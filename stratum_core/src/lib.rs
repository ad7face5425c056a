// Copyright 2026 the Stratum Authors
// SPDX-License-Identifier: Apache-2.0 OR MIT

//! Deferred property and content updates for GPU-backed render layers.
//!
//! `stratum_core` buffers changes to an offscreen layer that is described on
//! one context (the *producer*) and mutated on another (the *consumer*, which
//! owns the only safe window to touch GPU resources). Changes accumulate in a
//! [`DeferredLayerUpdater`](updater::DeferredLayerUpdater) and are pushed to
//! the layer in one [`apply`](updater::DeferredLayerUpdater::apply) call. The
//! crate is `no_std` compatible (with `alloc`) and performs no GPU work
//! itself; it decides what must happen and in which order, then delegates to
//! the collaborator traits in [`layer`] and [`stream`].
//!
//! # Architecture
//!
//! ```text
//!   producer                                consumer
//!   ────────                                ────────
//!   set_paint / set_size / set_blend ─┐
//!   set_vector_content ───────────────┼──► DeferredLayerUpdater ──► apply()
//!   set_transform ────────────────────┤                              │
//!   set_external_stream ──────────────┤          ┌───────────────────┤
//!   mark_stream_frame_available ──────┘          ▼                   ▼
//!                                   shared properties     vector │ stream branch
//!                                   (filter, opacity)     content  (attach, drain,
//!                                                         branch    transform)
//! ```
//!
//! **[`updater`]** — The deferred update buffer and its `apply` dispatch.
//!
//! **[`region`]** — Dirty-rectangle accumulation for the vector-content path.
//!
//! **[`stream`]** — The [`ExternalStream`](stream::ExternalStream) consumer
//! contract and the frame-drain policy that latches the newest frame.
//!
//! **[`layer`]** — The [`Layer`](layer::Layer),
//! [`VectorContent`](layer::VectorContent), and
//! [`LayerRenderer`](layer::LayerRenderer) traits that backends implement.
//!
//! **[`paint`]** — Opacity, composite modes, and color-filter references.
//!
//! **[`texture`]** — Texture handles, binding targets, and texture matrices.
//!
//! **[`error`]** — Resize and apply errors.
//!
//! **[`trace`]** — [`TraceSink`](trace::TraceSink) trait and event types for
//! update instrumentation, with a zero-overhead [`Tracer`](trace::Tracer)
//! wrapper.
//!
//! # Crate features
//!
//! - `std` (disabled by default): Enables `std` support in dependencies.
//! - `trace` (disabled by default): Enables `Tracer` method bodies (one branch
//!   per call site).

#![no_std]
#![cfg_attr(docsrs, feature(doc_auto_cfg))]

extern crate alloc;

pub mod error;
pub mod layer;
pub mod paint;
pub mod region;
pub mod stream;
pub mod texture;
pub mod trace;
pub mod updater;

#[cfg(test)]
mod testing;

==

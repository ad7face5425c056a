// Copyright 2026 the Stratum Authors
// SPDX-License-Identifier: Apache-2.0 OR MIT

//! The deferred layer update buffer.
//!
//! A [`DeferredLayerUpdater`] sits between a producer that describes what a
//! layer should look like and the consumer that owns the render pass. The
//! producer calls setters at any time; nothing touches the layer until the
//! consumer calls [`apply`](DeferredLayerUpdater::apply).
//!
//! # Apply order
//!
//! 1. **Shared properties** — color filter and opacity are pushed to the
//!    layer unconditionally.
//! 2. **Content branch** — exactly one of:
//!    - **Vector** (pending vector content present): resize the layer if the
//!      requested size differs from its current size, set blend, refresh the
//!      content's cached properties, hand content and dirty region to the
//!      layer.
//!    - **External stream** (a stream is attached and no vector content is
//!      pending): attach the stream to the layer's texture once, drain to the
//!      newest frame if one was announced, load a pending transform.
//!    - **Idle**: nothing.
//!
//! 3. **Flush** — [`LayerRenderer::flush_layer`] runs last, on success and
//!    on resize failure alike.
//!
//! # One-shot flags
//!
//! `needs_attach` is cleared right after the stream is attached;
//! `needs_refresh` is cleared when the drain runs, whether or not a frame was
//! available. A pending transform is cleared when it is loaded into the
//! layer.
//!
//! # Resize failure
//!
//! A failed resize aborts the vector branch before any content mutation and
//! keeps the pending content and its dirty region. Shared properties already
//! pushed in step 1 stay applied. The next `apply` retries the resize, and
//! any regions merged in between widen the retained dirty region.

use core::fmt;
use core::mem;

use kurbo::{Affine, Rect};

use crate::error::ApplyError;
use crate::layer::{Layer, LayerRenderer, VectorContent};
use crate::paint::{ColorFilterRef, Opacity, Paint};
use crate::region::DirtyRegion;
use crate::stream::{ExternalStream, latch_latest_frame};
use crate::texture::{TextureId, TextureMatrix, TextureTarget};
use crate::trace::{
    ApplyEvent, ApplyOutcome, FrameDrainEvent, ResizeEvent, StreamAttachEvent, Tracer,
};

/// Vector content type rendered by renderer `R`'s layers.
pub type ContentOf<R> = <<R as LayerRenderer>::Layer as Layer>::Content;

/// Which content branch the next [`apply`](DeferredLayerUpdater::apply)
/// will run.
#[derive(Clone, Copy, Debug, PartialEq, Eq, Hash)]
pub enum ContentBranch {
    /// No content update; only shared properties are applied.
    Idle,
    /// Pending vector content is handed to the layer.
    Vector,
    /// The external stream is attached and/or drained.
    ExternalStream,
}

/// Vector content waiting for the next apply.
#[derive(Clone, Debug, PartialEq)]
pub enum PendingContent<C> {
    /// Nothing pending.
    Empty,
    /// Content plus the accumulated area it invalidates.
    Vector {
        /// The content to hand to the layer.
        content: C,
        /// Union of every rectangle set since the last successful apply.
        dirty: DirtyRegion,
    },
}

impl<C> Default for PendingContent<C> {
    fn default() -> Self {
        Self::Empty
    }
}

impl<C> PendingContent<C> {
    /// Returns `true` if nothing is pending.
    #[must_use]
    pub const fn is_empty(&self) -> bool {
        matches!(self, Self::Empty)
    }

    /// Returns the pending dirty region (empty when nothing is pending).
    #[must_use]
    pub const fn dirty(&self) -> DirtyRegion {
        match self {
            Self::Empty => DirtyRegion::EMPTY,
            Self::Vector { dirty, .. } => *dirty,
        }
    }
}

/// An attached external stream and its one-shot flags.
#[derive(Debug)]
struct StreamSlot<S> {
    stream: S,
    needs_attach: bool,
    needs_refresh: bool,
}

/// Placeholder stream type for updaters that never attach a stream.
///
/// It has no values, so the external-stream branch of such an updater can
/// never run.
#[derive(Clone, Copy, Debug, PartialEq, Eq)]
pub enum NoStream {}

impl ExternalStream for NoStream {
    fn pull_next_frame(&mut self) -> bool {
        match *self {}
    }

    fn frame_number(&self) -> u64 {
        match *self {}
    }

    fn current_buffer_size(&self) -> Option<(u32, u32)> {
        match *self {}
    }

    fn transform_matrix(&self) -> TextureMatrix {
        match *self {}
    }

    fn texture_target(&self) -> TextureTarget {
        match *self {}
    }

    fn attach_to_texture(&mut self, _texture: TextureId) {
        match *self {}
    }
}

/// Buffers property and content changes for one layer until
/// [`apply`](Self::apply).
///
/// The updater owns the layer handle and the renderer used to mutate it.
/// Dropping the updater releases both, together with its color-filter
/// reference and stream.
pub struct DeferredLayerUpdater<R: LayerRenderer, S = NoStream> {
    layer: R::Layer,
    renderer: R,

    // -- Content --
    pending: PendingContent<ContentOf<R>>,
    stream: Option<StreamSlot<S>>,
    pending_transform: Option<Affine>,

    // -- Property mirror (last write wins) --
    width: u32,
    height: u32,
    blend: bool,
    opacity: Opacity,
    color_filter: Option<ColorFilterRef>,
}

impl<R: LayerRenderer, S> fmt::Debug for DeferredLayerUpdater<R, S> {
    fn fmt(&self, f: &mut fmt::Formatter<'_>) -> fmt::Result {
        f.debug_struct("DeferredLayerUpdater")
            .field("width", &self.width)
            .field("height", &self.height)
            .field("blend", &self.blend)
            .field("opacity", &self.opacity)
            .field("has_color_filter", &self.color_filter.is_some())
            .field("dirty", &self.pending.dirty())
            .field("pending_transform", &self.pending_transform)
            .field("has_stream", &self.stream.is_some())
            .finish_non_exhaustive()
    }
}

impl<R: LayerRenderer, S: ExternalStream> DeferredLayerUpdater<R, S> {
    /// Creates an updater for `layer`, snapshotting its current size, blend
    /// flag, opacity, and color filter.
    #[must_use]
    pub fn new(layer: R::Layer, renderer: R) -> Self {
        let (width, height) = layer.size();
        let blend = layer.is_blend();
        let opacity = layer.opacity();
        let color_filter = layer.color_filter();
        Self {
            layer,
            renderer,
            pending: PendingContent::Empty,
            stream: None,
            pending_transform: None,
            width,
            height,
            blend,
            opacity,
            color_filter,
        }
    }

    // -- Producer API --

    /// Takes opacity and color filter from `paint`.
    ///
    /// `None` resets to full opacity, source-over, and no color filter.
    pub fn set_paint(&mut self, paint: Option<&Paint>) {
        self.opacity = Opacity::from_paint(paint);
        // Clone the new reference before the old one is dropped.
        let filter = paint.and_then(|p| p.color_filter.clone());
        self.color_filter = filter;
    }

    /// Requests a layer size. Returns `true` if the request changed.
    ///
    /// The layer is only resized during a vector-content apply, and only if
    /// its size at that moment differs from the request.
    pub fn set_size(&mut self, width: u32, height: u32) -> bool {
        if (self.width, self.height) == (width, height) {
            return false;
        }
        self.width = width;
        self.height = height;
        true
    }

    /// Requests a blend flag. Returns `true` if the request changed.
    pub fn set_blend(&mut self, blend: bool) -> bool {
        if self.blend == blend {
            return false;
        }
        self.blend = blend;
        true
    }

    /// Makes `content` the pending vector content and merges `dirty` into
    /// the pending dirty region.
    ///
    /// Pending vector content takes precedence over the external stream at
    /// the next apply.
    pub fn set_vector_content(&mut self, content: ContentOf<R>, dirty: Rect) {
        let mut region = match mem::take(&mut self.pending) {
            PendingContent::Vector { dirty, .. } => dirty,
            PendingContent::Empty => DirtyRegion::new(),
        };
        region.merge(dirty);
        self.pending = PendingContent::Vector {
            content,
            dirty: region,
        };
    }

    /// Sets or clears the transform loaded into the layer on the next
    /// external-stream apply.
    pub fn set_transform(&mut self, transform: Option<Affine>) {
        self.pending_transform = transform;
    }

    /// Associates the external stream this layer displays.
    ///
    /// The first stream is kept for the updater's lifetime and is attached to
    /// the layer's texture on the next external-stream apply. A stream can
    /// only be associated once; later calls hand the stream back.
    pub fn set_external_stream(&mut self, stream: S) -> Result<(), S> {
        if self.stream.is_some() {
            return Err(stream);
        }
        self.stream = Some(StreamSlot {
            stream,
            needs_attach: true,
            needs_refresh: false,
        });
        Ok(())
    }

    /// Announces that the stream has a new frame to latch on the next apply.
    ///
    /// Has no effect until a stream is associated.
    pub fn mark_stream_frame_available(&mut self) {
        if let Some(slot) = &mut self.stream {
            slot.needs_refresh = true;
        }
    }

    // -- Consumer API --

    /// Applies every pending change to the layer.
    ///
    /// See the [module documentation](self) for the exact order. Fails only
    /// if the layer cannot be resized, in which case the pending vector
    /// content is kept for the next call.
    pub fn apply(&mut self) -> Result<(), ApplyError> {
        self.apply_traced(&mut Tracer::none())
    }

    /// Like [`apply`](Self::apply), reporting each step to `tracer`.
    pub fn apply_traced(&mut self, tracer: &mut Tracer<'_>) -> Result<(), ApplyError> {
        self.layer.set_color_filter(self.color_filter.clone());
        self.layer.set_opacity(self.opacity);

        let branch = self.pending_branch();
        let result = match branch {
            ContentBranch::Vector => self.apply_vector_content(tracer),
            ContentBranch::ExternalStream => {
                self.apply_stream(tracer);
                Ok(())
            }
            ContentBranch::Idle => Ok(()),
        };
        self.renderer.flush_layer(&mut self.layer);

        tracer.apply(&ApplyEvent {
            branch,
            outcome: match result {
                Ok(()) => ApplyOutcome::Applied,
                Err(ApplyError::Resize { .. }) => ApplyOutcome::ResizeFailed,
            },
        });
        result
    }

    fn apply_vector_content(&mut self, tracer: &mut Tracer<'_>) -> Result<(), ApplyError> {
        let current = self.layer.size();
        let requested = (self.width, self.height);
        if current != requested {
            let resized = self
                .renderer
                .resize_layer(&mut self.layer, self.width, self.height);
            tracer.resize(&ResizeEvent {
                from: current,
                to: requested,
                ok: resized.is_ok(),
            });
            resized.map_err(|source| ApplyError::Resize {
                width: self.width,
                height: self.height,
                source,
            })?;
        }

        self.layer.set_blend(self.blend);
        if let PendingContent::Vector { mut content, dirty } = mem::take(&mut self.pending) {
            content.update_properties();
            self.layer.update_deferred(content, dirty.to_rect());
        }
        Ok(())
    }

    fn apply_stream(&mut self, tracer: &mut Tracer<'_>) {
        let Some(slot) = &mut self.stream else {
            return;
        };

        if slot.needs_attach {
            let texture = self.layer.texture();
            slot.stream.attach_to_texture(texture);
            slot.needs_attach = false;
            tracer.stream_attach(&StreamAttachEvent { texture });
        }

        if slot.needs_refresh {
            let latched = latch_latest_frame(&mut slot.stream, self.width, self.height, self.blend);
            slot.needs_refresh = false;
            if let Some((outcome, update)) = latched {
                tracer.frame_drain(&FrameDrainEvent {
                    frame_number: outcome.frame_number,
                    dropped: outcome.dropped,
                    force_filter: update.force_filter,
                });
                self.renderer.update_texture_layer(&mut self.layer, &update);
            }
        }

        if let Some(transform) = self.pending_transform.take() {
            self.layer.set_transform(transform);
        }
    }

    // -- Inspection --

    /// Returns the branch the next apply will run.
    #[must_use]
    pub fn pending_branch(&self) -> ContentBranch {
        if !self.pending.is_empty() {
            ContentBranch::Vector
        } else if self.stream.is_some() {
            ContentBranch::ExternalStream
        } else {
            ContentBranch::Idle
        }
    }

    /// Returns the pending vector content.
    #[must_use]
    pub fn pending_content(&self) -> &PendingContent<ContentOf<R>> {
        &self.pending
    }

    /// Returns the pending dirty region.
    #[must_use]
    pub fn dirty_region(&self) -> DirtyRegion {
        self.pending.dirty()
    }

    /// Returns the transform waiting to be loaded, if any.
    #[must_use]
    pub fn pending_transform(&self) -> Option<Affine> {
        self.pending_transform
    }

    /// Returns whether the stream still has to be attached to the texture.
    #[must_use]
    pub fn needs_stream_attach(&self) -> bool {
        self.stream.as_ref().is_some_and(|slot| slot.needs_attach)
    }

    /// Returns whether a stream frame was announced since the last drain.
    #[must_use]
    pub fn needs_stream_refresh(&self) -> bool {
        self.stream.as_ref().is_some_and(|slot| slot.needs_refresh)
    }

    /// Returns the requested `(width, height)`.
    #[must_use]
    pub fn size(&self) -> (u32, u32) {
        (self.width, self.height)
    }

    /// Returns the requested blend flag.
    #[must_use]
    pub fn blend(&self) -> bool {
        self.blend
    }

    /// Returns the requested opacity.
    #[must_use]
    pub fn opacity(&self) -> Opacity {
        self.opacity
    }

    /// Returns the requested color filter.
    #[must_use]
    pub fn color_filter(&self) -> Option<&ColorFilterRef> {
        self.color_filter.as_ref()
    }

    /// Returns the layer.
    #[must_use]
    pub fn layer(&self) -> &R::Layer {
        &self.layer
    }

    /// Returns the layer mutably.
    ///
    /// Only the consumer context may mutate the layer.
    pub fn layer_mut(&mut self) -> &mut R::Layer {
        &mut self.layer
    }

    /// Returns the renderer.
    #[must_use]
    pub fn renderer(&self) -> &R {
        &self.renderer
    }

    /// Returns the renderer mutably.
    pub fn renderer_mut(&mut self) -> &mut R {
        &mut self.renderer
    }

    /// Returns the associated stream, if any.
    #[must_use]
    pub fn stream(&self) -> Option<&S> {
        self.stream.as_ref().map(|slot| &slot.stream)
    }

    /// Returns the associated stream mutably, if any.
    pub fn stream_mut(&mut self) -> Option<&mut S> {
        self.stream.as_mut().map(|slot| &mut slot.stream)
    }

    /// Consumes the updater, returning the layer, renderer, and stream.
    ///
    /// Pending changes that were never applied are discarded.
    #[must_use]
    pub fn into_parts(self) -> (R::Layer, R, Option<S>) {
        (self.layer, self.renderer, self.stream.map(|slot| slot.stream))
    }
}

--

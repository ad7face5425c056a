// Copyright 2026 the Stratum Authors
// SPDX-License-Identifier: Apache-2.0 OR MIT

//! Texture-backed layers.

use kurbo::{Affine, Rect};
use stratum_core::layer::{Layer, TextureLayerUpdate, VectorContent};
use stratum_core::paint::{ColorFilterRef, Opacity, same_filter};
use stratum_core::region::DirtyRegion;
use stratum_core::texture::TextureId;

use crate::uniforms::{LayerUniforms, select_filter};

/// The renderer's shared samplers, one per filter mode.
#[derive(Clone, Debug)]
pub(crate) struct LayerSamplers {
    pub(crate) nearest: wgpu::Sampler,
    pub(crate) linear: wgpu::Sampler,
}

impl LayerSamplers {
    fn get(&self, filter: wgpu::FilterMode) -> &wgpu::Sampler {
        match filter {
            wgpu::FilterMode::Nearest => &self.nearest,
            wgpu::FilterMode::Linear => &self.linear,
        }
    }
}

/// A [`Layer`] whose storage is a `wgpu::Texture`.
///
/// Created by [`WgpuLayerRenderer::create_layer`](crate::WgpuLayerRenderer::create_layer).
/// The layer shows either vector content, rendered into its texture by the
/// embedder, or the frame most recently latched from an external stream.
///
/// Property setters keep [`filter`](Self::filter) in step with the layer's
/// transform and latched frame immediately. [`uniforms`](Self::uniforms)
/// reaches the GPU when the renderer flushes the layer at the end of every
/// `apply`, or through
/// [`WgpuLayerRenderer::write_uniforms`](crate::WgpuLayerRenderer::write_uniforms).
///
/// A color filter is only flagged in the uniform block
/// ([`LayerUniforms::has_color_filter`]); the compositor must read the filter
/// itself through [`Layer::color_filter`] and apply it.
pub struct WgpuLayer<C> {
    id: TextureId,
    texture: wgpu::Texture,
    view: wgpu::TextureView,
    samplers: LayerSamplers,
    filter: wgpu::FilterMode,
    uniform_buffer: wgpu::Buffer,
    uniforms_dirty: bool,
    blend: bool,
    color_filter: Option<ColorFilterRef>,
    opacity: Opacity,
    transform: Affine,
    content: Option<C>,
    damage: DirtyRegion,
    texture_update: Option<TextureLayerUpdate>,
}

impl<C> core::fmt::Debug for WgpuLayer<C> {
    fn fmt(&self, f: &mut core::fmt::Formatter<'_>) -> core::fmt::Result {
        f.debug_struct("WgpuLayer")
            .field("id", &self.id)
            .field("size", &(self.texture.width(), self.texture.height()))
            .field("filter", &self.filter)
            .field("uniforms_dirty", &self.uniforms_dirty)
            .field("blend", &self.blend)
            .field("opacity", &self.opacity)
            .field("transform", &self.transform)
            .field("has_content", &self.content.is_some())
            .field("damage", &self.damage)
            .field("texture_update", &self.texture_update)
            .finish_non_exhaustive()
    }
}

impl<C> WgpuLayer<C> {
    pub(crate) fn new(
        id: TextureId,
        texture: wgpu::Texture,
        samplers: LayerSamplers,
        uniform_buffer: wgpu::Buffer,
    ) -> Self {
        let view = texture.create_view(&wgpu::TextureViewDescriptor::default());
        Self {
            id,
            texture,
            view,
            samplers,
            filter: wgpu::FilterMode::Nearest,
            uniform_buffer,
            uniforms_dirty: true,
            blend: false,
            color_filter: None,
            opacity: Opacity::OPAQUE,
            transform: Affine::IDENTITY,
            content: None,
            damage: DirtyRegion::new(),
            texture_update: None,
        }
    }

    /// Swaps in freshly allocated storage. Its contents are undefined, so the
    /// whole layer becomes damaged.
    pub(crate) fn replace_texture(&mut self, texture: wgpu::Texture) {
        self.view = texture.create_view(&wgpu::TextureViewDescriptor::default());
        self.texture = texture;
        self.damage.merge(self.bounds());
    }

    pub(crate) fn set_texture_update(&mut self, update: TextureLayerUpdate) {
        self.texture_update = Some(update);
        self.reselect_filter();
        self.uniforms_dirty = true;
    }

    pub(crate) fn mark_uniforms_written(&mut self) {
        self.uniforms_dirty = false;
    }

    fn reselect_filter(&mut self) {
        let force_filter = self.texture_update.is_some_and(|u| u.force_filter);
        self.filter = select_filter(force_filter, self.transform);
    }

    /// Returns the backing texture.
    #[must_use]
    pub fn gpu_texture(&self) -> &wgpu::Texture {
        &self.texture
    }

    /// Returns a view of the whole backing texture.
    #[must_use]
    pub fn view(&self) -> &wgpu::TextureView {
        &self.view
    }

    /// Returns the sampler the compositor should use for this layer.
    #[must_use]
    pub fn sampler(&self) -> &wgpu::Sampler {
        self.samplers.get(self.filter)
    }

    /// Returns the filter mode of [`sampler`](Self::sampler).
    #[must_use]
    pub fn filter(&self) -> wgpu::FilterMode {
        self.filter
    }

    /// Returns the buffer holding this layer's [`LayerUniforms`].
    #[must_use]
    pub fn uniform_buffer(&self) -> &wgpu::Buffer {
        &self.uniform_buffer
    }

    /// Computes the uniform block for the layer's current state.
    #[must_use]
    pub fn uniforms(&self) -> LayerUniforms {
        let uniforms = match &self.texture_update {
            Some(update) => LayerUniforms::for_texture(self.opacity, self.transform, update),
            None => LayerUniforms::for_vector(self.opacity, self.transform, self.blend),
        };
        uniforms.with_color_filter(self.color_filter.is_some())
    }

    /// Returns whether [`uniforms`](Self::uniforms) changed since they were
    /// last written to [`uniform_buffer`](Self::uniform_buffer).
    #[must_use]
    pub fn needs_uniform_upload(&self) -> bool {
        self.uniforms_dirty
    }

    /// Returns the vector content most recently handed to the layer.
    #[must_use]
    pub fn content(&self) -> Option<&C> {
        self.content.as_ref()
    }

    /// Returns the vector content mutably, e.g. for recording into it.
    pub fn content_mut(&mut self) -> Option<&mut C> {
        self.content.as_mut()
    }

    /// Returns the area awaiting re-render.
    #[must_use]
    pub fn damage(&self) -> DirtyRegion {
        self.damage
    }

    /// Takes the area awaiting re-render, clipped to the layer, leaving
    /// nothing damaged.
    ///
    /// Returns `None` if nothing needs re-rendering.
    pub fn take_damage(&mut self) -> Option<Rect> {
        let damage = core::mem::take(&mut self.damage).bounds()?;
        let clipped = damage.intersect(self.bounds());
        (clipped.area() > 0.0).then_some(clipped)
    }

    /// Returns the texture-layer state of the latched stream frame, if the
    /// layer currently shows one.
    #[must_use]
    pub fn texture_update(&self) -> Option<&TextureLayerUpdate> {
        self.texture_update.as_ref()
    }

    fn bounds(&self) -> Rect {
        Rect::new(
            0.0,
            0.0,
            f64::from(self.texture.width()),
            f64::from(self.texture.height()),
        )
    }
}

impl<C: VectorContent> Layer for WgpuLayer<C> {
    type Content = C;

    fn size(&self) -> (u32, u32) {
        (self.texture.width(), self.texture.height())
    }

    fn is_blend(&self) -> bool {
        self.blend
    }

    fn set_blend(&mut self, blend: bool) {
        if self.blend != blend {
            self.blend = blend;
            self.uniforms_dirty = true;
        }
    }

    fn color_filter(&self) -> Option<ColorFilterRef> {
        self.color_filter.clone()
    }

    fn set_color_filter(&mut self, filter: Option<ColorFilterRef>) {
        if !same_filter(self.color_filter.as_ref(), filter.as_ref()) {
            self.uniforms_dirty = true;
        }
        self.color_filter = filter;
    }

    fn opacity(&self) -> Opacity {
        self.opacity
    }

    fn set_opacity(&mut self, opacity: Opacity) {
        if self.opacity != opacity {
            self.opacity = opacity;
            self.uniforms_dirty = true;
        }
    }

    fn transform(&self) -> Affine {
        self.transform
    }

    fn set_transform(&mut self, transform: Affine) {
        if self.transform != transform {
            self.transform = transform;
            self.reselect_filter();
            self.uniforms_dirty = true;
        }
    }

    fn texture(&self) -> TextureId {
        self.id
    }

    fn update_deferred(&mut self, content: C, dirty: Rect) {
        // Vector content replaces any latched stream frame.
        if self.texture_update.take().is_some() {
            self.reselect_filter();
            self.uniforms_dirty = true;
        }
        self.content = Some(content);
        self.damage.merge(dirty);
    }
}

## [Exercise aim]
What lines in the material above contain the word "traits"? Copy them out.

## [Expected answer]
//! the collaborator traits in [`layer`] and [`stream`].
//! [`LayerRenderer`](layer::LayerRenderer) traits that backends implement.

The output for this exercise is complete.